February 13, 2019
Data collection included socio-demographic variables, comorbidities, treatment-related clinical events, immunosuppressant usage, concomitant treatment, and more.
Patients with moderate to severe atopic dermatitis using immunosuppressant treatment experience unsatisfactory outcomes, frequently need systemic steroid rescue therapy, and report many associated adverse events, according to a study published in PLoS One.
Researchers in this retrospective cohort study used data from the Truven Health MarketScan database to analyze the impact immunosuppressant treatment has on patients with atopic dermatitis. All patients included in this study had a pre-index baseline period that lasted 6 months and a post-index follow-up period that lasted 12 months. All patients were categorized into either the immunosuppressant arm that included treatments of cyclosporine, azathioprine, methotrexate, and mycophenolate mofetil or a control arm that excluded treatments of systemic immunosuppressants, systemic corticosteroids, or phototherapy. Data collection included socio-demographic variables, comorbidities, treatment-related clinical events, immunosuppressant usage, concomitant treatment, and adjustments in dose or type of immunosuppressant.

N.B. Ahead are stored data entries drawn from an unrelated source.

//! Worker protocol state machine.
//!
//! Drives handshake, heartbeat emission and the disown dead-man's-switch,
//! and demultiplexes inbound invocations to registered handlers. One loop
//! task owns all protocol decisions; the session's read loop only feeds
//! it control frames.

use std::fmt;
use std::sync::Arc;

use tokio::sync::{mpsc, watch};
use tokio::time::{self, Instant, MissedTickBehavior};

use skein_core::{
    ChannelError, Frame, FrameKind, Receiver, Sender, Session, Transport, TransportError,
};

use crate::{HandlerRegistry, WorkerConfig};

/// Worker lifecycle. Transitions are logged; there is no way back from
/// `Terminated`.
#[derive(Debug, Clone, Copy, PartialEq, Eq)]
pub enum WorkerState {
    Disconnected,
    Connecting,
    Handshaking,
    Active,
    Terminated,
}

/// Fatal worker outcomes.
#[derive(Debug)]
pub enum WorkerError {
    /// No endpoint accepted the connection, or the transport failed.
    Connect(TransportError),
    /// A protocol write failed terminally.
    Channel(ChannelError),
    /// The session tore down underneath the worker.
    ConnectionLost,
    /// The disown timer fired: the runtime has been silent for too long
    /// and the worker is presumed abandoned. Intentional self-termination.
    Disowned,
}

impl fmt::Display for WorkerError {
    fn fmt(&self, f: &mut fmt::Formatter<'_>) -> fmt::Result {
        match self {
            Self::Connect(e) => write!(f, "connect failed: {e}"),
            Self::Channel(e) => write!(f, "channel error: {e}"),
            Self::ConnectionLost => write!(f, "connection to the runtime lost"),
            Self::Disowned => write!(f, "disowned: no heartbeat from the runtime"),
        }
    }
}

impl std::error::Error for WorkerError {
    fn source(&self) -> Option<&(dyn std::error::Error + 'static)> {
        match self {
            Self::Connect(e) => Some(e),
            Self::Channel(e) => Some(e),
            _ => None,
        }
    }
}

/// Requests loop shutdown from outside the worker task.
#[derive(Clone)]
pub struct StopHandle {
    tx: Arc<watch::Sender<bool>>,
}

impl StopHandle {
    pub fn stop(&self) {
        let _ = self.tx.send(true);
    }
}

/// The worker-side runtime: owns the handler registry and the liveness
/// protocol. Build it, register handlers, then `run()` (or `serve()` an
/// established transport).
pub struct Worker {
    config: WorkerConfig,
    handlers: HandlerRegistry,
    stop_tx: Arc<watch::Sender<bool>>,
    stop_rx: watch::Receiver<bool>,
}

impl Worker {
    pub fn new(config: WorkerConfig) -> Self {
        let (stop_tx, stop_rx) = watch::channel(false);
        Self {
            config,
            handlers: HandlerRegistry::new(),
            stop_tx: Arc::new(stop_tx),
            stop_rx,
        }
    }

    /// Register a handler for `event`. Must happen before the worker
    /// starts; the registry is immutable afterwards.
    pub fn on<F>(&mut self, event: impl Into<String>, handler: F)
    where
        F: Fn(Sender, Receiver) + Send + Sync + 'static,
    {
        self.handlers.register(event, handler);
    }

    /// A clonable handle that makes `run`/`serve` return cleanly.
    pub fn stop_handle(&self) -> StopHandle {
        StopHandle {
            tx: self.stop_tx.clone(),
        }
    }

    /// Connect to the runtime and serve until terminated.
    ///
    /// Blocks the calling task; a clean `terminate` from the runtime or a
    /// [`StopHandle::stop`] yields `Ok(())`, everything else is fatal.
    pub async fn run(self) -> Result<(), WorkerError> {
        let mut state = WorkerState::Disconnected;
        transition(&mut state, WorkerState::Connecting);
        let session = Session::connect(&self.config.endpoints)
            .await
            .map_err(WorkerError::Connect)?;
        self.serve_session(session, state).await
    }

    /// Serve over an already-established transport. Entry point for
    /// in-process wiring and tests.
    pub async fn serve(self, transport: Transport) -> Result<(), WorkerError> {
        self.serve_session(Session::new(transport), WorkerState::Connecting)
            .await
    }

    async fn serve_session(
        self,
        session: Arc<Session>,
        mut state: WorkerState,
    ) -> Result<(), WorkerError> {
        tracing::info!(
            app = %self.config.app,
            uuid = %self.config.uuid,
            handlers = self.handlers.len(),
            "worker starting"
        );
        if self.handlers.is_empty() {
            tracing::warn!("no handlers registered, every invoke will be dropped");
        }

        let mut control = session.control_route();
        let reader = tokio::spawn(session.clone().run());
        let mut stop_rx = self.stop_rx.clone();

        // The handshake must reach the wire before anything else; it and
        // the heartbeats share the session's FIFO write queue, so
        // submission order here is wire order.
        transition(&mut state, WorkerState::Handshaking);
        session
            .submit(Frame::handshake(&self.config.uuid))
            .await
            .map_err(WorkerError::Channel)?;

        // Optimistic: no acknowledgment is awaited before going active.
        transition(&mut state, WorkerState::Active);

        let mut heartbeat = time::interval(self.config.heartbeat_interval);
        heartbeat.set_missed_tick_behavior(MissedTickBehavior::Delay);

        // Heartbeat write outcomes are observed off-loop; failures only
        // reach this channel in strict mode.
        let (beat_err_tx, mut beat_errs) = mpsc::unbounded_channel::<ChannelError>();

        let disown = time::sleep(self.config.disown_timeout);
        tokio::pin!(disown);

        let result = loop {
            tokio::select! {
                () = &mut disown => {
                    tracing::error!(
                        timeout = ?self.config.disown_timeout,
                        "no heartbeat from the runtime, disowned"
                    );
                    break Err(WorkerError::Disowned);
                }
                _ = heartbeat.tick() => {
                    tracing::trace!("heartbeat out");
                    // Never await the physical write here: a stalled peer
                    // must not stop the disown timer or frame handling.
                    let sent = session.submit(Frame::heartbeat());
                    let strict = !self.config.heartbeat_despite_errors;
                    let errs = beat_err_tx.clone();
                    tokio::spawn(async move {
                        if let Err(e) = sent.await {
                            tracing::warn!(error = %e, "heartbeat send failed");
                            if strict {
                                let _ = errs.send(e);
                            }
                        }
                    });
                }
                Some(e) = beat_errs.recv() => {
                    break Err(WorkerError::Channel(e));
                }
                changed = stop_rx.changed() => {
                    if changed.is_err() || *stop_rx.borrow() {
                        tracing::info!("stop requested");
                        break Ok(());
                    }
                }
                frame = control.recv() => match frame {
                    None => {
                        tracing::error!("session closed underneath the worker");
                        break Err(WorkerError::ConnectionLost);
                    }
                    Some(frame) => match frame.kind() {
                        FrameKind::Heartbeat => {
                            tracing::trace!("heartbeat in");
                            disown
                                .as_mut()
                                .reset(Instant::now() + self.config.disown_timeout);
                        }
                        FrameKind::Terminate => {
                            tracing::info!("terminate received");
                            break Ok(());
                        }
                        FrameKind::Invoke => self.dispatch_invoke(&session, frame),
                        // The worker never expects to receive a handshake.
                        FrameKind::Handshake => {
                            panic!("protocol violation: handshake received while active")
                        }
                        other => {
                            tracing::warn!(kind = ?other, "unexpected frame on control route");
                        }
                    }
                }
            }
        };

        transition(&mut state, WorkerState::Terminated);
        // Break every live span so handlers blocked in recv() observe
        // the shutdown instead of waiting forever.
        session.shutdown();
        reader.abort();
        result
    }

    fn dispatch_invoke(&self, session: &Arc<Session>, frame: Frame) {
        let span = frame.span;
        let event = match frame.invoke_event() {
            Ok((event, _args)) => event,
            Err(e) => {
                tracing::warn!(span, error = %e, "undecodable invoke payload, dropping");
                return;
            }
        };
        match self.handlers.get(&event) {
            None => {
                tracing::warn!(span, event, "no handler for event, dropping");
            }
            Some(handler) => {
                tracing::debug!(span, event, "dispatching invocation");
                let (tx, rx) = session.accept(span);
                handler(tx, rx);
            }
        }
    }
}

fn transition(state: &mut WorkerState, to: WorkerState) {
    tracing::debug!(from = ?state, ?to, "worker state transition");
    *state = to;
}
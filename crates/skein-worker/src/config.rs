//! Worker configuration.

use std::net::SocketAddr;
use std::time::Duration;

const DEFAULT_HEARTBEAT_INTERVAL: Duration = Duration::from_secs(10);
const DEFAULT_DISOWN_TIMEOUT: Duration = Duration::from_secs(60);

fn env_secs(var: &str) -> Option<Duration> {
    std::env::var(var)
        .ok()
        .and_then(|v| v.parse::<u64>().ok())
        .filter(|v| *v > 0)
        .map(Duration::from_secs)
}

/// Identity and liveness parameters of one worker process.
#[derive(Debug, Clone)]
pub struct WorkerConfig {
    /// Application name this worker serves.
    pub app: String,
    /// Instance id assigned by the runtime; sent in the handshake.
    pub uuid: String,
    /// Runtime endpoints, tried in order.
    pub endpoints: Vec<SocketAddr>,
    /// How often to emit a heartbeat while active.
    pub heartbeat_interval: Duration,
    /// How long to tolerate silence from the runtime before the worker
    /// considers itself abandoned.
    pub disown_timeout: Duration,
    /// Keep re-arming the heartbeat timer after a failed send. The
    /// observed runtime behavior; set to false to stop on the first
    /// heartbeat write error instead.
    pub heartbeat_despite_errors: bool,
}

impl WorkerConfig {
    /// Defaults: 10s heartbeats, 60s disown, keep beating on errors.
    /// `SKEIN_HEARTBEAT_SECS` and `SKEIN_DISOWN_SECS` override the timers.
    pub fn new(app: impl Into<String>, uuid: impl Into<String>) -> Self {
        Self {
            app: app.into(),
            uuid: uuid.into(),
            endpoints: Vec::new(),
            heartbeat_interval: env_secs("SKEIN_HEARTBEAT_SECS")
                .unwrap_or(DEFAULT_HEARTBEAT_INTERVAL),
            disown_timeout: env_secs("SKEIN_DISOWN_SECS").unwrap_or(DEFAULT_DISOWN_TIMEOUT),
            heartbeat_despite_errors: true,
        }
    }

    pub fn endpoint(mut self, endpoint: SocketAddr) -> Self {
        self.endpoints.push(endpoint);
        self
    }

    pub fn endpoints(mut self, endpoints: impl IntoIterator<Item = SocketAddr>) -> Self {
        self.endpoints.extend(endpoints);
        self
    }

    pub fn heartbeat_interval(mut self, interval: Duration) -> Self {
        self.heartbeat_interval = interval;
        self
    }

    pub fn disown_timeout(mut self, timeout: Duration) -> Self {
        self.disown_timeout = timeout;
        self
    }

    pub fn heartbeat_despite_errors(mut self, keep: bool) -> Self {
        self.heartbeat_despite_errors = keep;
        self
    }
}
//! One-shot promise/future pair.
//!
//! Bridges the I/O side (which resolves) with application call sites
//! (which await). Resolution never runs user code inline: fulfilling a
//! promise only wakes the awaiting task, so continuations execute on
//! their own scheduler and never re-enter the resolver's stack.

use std::future::Future;
use std::pin::Pin;
use std::task::{Context, Poll};

use tokio::sync::oneshot;

use crate::ChannelError;

/// The producing half. Resolves the paired future exactly once.
#[derive(Debug)]
pub struct Promise<T> {
    tx: Option<oneshot::Sender<Result<T, ChannelError>>>,
}

/// The consuming half.
///
/// May be constructed already resolved ([`PromiseFuture::ready`],
/// [`PromiseFuture::broken`]) so callers that hit a non-empty mailbox
/// never suspend.
#[derive(Debug)]
pub struct PromiseFuture<T> {
    inner: Inner<T>,
}

#[derive(Debug)]
enum Inner<T> {
    Ready(Option<Result<T, ChannelError>>),
    Pending(oneshot::Receiver<Result<T, ChannelError>>),
}

/// Create a linked promise/future pair.
pub fn promise<T>() -> (Promise<T>, PromiseFuture<T>) {
    let (tx, rx) = oneshot::channel();
    (
        Promise { tx: Some(tx) },
        PromiseFuture {
            inner: Inner::Pending(rx),
        },
    )
}

impl<T> Promise<T> {
    /// Fulfill with a value.
    ///
    /// # Panics
    ///
    /// Panics if the promise was already resolved. Double resolution is a
    /// protocol violation, not a recoverable condition.
    pub fn set_value(&mut self, value: T) {
        self.resolve(Ok(value));
    }

    /// Break with an error.
    ///
    /// # Panics
    ///
    /// Panics if the promise was already resolved.
    pub fn set_error(&mut self, error: ChannelError) {
        self.resolve(Err(error));
    }

    pub fn is_resolved(&self) -> bool {
        self.tx.is_none()
    }

    fn resolve(&mut self, result: Result<T, ChannelError>) {
        let tx = self.tx.take().expect("promise already resolved");
        // The future may have been dropped; resolution is then a no-op.
        let _ = tx.send(result);
    }
}

impl<T> PromiseFuture<T> {
    /// An already-fulfilled future.
    pub fn ready(value: T) -> Self {
        Self {
            inner: Inner::Ready(Some(Ok(value))),
        }
    }

    /// An already-failed future.
    pub fn broken(error: ChannelError) -> Self {
        Self {
            inner: Inner::Ready(Some(Err(error))),
        }
    }
}

// `poll` moves the resolved value out through `get_mut`, so the payload
// must be `Unpin`. Every payload in this crate (frames, unit) is.
impl<T: Unpin> Future for PromiseFuture<T> {
    type Output = Result<T, ChannelError>;

    fn poll(self: Pin<&mut Self>, cx: &mut Context<'_>) -> Poll<Self::Output> {
        match &mut self.get_mut().inner {
            Inner::Ready(slot) => {
                Poll::Ready(slot.take().expect("promise future polled after completion"))
            }
            Inner::Pending(rx) => Pin::new(rx).poll(cx).map(|recv| {
                recv.unwrap_or_else(|_| {
                    Err(ChannelError::Disconnected("promise abandoned".into()))
                })
            }),
        }
    }
}

#[cfg(test)]
mod tests {
    use super::*;

    #[tokio::test]
    async fn resolves_with_value() {
        let (mut p, f) = promise::<u32>();
        p.set_value(7);
        assert_eq!(f.await.unwrap(), 7);
    }

    #[tokio::test]
    async fn resolves_with_error() {
        let (mut p, f) = promise::<u32>();
        p.set_error(ChannelError::Choked);
        assert_eq!(f.await.unwrap_err(), ChannelError::Choked);
    }

    #[tokio::test]
    async fn resolution_wakes_a_waiting_task() {
        let (mut p, f) = promise::<&'static str>();
        let waiter = tokio::spawn(f);
        p.set_value("later");
        assert_eq!(waiter.await.unwrap().unwrap(), "later");
    }

    #[tokio::test]
    async fn can_be_polled_through_a_mut_reference() {
        // `&mut PromiseFuture<_>` is only a future because the type is
        // unconditionally `Unpin` for the payloads this crate uses.
        let (mut p, mut f) = promise::<u32>();
        p.set_value(9);
        assert_eq!((&mut f).await.unwrap(), 9);
    }

    #[tokio::test]
    async fn ready_future_completes_immediately() {
        assert_eq!(PromiseFuture::ready(1u8).await.unwrap(), 1);
        assert_eq!(
            PromiseFuture::<u8>::broken(ChannelError::NotConnected)
                .await
                .unwrap_err(),
            ChannelError::NotConnected
        );
    }

    #[test]
    #[should_panic(expected = "promise already resolved")]
    fn double_set_value_panics() {
        let (mut p, _f) = promise::<u32>();
        p.set_value(1);
        p.set_value(2);
    }

    #[test]
    #[should_panic(expected = "promise already resolved")]
    fn set_error_after_value_panics() {
        let (mut p, _f) = promise::<u32>();
        p.set_value(1);
        p.set_error(ChannelError::Choked);
    }

    #[tokio::test]
    async fn abandoned_promise_breaks_the_future() {
        let (p, f) = promise::<u32>();
        drop(p);
        assert!(matches!(
            f.await.unwrap_err(),
            ChannelError::Disconnected(_)
        ));
    }
}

The study included 4204 patients using an immunosuppressant to treat atopic dermatitis who were matched with 4201 controls using another form of treatment. During the post-index follow-up period for patients in the immunosuppressant arm, 68.5% were non-persistent, 84.6% received concomitant treatment, 36.3% required dose escalation, 7.6% required additional immunosuppressants, and 2.8% switched immunosuppressants. Significantly more patients in the immunosuppressant arm had immunosuppressant-related clinical events, required hospitalization (P <.0001), required immunosuppressant-related monitoring tests (P <.001), and had higher levels of healthcare resource utilization and associated costs.
Limitations of this study include using medical claim codes as a basis for diagnosis, which could lead to misclassification of patients. Also, using retrospective data means a direct causal relationship cannot be proven.
The researchers concluded that their study “highlights the unmet need for more effective long-term therapies for atopic dermatitis with improved safety profiles and reduced monitoring requirements.”
Disclosures: This study was supported by Sanofi and Regeneron Pharmaceuticals, Inc. Please refer to the reference for a complete list of authors’ disclosures.
Reference
Armstrong AW, Huang A, Wang L, et al. Real-world utilization patterns of systemic immunosuppressants among US adult patients with atopic dermatitis. PLoS One. 2019; 14(1):e0210517.